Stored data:

==*==

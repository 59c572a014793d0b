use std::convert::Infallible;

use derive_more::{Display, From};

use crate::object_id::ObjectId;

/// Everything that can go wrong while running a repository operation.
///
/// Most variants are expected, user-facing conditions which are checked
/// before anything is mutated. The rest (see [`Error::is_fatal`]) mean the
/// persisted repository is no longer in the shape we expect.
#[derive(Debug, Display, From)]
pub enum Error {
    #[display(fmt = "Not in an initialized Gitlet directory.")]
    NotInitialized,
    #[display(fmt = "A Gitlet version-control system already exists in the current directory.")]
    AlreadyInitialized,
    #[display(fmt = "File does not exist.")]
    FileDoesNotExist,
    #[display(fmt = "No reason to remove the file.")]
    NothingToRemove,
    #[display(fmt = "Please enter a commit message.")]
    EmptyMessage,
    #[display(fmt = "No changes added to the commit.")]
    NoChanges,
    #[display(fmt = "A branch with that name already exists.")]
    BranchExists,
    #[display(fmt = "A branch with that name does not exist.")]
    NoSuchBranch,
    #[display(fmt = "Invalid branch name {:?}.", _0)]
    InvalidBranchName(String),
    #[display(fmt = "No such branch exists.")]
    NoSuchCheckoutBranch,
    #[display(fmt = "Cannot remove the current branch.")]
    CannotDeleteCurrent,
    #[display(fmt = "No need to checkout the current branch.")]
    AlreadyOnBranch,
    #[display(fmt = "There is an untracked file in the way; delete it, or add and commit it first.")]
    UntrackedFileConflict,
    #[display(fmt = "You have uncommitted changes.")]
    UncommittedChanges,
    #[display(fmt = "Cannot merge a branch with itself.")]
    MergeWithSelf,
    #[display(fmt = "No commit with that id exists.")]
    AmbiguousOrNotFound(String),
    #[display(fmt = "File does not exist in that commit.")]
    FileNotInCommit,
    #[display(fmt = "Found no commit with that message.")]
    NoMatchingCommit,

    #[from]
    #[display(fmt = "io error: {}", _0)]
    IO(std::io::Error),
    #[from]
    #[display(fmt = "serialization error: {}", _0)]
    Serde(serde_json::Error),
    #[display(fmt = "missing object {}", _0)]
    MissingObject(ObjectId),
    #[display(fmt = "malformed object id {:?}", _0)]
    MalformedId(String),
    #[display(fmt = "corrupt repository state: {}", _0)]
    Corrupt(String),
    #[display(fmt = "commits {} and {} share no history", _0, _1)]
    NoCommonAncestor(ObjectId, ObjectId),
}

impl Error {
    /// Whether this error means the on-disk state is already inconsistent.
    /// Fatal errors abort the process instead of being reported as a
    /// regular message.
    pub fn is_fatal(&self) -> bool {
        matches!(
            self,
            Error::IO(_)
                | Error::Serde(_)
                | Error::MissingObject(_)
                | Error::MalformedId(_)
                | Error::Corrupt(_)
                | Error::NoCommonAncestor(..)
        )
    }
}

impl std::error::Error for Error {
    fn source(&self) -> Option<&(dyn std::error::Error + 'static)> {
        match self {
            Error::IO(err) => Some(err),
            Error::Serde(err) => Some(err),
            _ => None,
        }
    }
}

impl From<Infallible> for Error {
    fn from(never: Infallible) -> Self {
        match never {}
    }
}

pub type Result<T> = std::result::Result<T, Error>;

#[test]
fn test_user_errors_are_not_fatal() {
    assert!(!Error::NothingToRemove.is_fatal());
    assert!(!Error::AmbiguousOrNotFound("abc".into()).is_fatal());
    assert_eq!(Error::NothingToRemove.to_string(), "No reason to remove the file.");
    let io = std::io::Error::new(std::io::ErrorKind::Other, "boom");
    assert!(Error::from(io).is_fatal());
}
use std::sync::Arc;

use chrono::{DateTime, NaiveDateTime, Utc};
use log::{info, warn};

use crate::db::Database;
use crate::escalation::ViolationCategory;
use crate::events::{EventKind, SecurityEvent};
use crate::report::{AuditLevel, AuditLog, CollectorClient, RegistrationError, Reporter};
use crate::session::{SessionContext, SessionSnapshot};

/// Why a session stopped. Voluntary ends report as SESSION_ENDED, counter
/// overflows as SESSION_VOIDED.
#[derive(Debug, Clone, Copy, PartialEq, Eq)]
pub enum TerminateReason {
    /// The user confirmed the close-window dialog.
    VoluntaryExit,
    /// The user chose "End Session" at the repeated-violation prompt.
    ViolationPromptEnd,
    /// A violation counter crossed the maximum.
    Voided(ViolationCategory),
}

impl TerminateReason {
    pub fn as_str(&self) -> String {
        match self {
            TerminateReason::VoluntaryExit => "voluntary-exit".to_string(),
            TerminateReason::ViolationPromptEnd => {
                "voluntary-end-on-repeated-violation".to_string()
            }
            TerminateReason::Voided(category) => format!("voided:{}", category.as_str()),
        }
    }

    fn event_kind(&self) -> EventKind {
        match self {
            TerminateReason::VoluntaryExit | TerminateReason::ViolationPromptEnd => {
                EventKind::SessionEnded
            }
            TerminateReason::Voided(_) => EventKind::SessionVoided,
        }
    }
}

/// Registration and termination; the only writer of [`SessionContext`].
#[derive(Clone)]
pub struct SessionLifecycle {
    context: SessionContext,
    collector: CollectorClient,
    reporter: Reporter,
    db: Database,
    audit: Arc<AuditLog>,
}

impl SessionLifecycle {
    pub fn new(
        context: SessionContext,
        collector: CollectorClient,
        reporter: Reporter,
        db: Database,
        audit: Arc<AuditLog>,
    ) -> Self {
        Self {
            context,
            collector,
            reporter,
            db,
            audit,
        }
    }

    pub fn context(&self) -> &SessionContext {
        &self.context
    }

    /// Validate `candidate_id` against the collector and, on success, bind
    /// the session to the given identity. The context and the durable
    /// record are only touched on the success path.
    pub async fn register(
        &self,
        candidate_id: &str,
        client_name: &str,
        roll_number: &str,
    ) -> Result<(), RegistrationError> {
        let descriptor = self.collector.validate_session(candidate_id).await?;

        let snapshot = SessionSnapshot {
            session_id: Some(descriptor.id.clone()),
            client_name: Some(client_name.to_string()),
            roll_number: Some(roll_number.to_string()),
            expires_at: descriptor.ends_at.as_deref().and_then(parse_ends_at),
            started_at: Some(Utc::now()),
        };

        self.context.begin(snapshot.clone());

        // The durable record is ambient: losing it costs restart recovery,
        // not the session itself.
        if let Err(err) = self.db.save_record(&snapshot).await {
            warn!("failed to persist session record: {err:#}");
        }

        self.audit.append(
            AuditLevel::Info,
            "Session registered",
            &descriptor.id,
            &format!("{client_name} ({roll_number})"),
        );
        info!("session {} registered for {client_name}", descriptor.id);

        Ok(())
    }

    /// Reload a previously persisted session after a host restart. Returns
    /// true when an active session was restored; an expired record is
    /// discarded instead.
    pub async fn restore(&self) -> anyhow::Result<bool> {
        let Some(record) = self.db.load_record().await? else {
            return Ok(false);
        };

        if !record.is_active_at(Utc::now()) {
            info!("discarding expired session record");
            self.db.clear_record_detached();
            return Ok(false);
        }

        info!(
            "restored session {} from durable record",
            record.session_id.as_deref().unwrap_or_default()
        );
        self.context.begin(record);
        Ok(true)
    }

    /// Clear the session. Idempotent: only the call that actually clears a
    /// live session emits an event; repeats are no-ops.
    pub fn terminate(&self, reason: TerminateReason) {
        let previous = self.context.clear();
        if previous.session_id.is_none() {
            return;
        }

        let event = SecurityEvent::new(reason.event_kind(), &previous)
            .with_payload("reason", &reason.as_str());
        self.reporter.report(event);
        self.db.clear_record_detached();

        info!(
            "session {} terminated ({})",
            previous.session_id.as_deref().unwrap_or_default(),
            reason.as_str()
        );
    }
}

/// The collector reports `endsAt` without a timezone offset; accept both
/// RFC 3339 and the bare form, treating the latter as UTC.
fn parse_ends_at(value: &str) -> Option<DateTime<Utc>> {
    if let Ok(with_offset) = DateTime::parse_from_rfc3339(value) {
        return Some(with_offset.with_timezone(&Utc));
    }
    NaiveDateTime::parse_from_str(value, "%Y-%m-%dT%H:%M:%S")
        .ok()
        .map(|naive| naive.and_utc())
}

==*==

WORK TO BE COMPLETED => In the data above, find the line that contains "reported as a" and the line that contains "assert!(!Error::NothingToRemove.is_fatal());". Repeat exactly those lines and every line between them, and only those.

RESPONSE =>
    /// Fatal errors abort the process instead of being reported as a
    /// regular message.
    pub fn is_fatal(&self) -> bool {
        matches!(
            self,
            Error::IO(_)
                | Error::Serde(_)
                | Error::MissingObject(_)
                | Error::MalformedId(_)
                | Error::Corrupt(_)
                | Error::NoCommonAncestor(..)
        )
    }
}

impl std::error::Error for Error {
    fn source(&self) -> Option<&(dyn std::error::Error + 'static)> {
        match self {
            Error::IO(err) => Some(err),
            Error::Serde(err) => Some(err),
            _ => None,
        }
    }
}

impl From<Infallible> for Error {
    fn from(never: Infallible) -> Self {
        match never {}
    }
}

pub type Result<T> = std::result::Result<T, Error>;

#[test]
fn test_user_errors_are_not_fatal() {
    assert!(!Error::NothingToRemove.is_fatal());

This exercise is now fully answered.